■ WORK TASK: Show every line below where "ProcessingEngine" appears.

■ DATA:
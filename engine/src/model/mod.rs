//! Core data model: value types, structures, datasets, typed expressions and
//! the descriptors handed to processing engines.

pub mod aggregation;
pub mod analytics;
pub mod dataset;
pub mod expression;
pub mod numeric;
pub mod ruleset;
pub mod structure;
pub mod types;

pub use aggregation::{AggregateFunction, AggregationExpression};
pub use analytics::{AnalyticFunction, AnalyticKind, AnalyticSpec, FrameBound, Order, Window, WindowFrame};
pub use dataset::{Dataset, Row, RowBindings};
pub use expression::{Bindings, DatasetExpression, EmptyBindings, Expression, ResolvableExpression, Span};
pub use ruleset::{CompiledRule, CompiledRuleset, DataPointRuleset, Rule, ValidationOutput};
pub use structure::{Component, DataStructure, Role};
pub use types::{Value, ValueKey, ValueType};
...
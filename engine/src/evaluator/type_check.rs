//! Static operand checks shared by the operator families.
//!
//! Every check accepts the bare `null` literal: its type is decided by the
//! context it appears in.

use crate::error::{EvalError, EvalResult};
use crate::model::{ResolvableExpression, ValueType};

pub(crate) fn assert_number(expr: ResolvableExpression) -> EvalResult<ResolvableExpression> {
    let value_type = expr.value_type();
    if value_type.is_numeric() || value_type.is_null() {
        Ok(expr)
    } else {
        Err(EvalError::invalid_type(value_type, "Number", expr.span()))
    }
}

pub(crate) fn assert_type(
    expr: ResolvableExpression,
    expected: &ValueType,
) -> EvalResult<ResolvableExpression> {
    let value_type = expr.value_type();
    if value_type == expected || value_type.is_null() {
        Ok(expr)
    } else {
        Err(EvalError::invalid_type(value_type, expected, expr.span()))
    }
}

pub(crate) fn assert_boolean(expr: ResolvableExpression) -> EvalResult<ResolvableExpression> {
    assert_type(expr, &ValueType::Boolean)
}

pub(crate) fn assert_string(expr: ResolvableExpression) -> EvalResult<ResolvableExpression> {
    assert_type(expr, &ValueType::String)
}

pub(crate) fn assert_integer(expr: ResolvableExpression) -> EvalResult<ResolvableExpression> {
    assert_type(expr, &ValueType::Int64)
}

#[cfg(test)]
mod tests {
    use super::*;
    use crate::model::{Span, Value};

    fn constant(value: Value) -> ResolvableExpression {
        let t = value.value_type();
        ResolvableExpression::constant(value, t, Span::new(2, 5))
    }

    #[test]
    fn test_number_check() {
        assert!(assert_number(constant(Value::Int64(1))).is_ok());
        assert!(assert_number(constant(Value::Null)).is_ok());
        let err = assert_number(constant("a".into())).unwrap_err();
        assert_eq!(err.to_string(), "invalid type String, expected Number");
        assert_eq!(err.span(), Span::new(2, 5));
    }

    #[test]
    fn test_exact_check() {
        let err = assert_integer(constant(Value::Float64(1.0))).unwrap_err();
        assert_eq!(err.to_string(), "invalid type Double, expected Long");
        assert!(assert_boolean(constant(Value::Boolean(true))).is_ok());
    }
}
==
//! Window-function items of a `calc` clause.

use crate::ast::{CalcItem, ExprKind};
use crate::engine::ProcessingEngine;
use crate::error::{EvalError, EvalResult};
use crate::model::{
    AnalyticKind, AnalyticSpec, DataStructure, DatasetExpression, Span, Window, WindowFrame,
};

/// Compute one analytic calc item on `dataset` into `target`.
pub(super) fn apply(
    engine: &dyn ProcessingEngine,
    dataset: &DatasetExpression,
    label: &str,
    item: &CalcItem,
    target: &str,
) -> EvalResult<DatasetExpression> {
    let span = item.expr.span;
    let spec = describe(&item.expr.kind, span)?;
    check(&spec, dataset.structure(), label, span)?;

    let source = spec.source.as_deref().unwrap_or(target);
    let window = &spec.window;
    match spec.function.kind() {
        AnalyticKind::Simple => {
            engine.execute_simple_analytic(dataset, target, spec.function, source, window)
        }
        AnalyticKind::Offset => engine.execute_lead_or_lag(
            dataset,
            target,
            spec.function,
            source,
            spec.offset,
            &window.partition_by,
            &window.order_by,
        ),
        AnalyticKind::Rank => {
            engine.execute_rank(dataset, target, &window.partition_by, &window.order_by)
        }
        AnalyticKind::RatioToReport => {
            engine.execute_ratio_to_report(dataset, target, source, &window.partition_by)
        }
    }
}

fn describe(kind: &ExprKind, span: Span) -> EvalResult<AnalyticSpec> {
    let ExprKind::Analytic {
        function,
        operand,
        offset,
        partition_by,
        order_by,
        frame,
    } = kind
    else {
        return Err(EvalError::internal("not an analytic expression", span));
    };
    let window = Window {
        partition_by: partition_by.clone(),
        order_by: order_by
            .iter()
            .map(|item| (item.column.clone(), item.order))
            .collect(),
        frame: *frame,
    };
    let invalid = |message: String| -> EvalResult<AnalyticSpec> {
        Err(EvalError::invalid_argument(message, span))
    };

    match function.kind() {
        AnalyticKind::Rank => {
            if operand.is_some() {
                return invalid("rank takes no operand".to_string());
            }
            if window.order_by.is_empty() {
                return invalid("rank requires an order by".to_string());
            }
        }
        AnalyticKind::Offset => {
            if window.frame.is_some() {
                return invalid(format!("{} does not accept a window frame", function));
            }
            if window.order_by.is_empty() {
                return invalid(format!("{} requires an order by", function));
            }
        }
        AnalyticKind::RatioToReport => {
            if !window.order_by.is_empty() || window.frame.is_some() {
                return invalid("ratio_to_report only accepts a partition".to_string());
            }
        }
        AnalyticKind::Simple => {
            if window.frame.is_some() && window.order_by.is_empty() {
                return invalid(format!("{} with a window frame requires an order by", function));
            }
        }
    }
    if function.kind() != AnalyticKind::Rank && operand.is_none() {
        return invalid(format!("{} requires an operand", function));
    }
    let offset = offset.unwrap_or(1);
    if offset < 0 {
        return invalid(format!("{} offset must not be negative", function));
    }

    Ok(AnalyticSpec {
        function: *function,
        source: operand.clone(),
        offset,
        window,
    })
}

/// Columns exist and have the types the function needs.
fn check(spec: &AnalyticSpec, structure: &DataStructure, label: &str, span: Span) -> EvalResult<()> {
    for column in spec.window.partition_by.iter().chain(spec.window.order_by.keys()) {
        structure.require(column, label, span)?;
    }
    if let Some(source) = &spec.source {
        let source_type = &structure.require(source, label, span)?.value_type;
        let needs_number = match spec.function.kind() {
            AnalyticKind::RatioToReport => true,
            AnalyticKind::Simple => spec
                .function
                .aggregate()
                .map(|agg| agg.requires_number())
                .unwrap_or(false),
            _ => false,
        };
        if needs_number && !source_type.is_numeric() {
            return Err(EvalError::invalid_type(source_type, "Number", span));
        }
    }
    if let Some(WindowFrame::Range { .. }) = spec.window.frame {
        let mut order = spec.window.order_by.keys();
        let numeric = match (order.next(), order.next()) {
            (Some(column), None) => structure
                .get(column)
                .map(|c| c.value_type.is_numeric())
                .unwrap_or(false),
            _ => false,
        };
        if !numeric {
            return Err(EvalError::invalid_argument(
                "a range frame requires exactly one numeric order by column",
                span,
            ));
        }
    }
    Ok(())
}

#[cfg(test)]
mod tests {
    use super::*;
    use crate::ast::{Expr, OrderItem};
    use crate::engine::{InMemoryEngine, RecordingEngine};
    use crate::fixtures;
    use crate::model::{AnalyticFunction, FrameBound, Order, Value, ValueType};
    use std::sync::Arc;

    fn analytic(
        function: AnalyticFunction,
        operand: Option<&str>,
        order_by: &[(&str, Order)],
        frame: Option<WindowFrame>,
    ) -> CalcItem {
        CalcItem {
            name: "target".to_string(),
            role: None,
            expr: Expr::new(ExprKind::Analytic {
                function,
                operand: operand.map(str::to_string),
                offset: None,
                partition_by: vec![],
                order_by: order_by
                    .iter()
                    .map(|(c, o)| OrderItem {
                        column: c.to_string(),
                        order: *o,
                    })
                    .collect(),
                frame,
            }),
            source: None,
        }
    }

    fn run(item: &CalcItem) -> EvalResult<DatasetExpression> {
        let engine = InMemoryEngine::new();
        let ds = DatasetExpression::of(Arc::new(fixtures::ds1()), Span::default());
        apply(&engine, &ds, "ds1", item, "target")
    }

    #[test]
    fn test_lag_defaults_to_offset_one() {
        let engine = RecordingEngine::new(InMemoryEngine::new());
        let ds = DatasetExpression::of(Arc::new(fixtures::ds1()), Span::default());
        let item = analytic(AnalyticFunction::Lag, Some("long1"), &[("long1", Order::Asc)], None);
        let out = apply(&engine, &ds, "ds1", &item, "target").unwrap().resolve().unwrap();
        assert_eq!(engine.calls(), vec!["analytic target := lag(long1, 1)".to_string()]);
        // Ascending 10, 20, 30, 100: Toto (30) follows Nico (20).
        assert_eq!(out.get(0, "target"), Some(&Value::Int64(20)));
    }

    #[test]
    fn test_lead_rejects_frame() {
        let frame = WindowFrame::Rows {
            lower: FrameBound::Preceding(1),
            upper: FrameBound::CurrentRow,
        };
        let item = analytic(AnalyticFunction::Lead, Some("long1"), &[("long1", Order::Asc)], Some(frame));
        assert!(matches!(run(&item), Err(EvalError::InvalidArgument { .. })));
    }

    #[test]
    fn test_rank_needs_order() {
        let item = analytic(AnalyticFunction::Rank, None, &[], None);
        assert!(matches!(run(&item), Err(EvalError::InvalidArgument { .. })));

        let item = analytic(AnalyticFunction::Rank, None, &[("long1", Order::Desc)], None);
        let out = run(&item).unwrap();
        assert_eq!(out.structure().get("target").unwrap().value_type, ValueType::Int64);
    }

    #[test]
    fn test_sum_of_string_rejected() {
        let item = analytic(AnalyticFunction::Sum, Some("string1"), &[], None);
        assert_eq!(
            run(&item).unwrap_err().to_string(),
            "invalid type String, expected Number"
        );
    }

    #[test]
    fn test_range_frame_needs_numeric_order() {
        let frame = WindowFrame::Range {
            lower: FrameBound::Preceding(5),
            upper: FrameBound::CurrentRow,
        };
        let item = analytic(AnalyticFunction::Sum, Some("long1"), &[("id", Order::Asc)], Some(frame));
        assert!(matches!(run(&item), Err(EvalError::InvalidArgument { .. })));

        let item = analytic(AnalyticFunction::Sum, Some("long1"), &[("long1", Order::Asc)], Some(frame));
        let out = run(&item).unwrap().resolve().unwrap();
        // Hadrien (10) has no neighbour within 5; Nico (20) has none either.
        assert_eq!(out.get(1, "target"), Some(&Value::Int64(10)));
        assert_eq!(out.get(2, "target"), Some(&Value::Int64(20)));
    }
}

■ WRITTEN SOLUTION:
use crate::engine::ProcessingEngine;
    engine: &dyn ProcessingEngine,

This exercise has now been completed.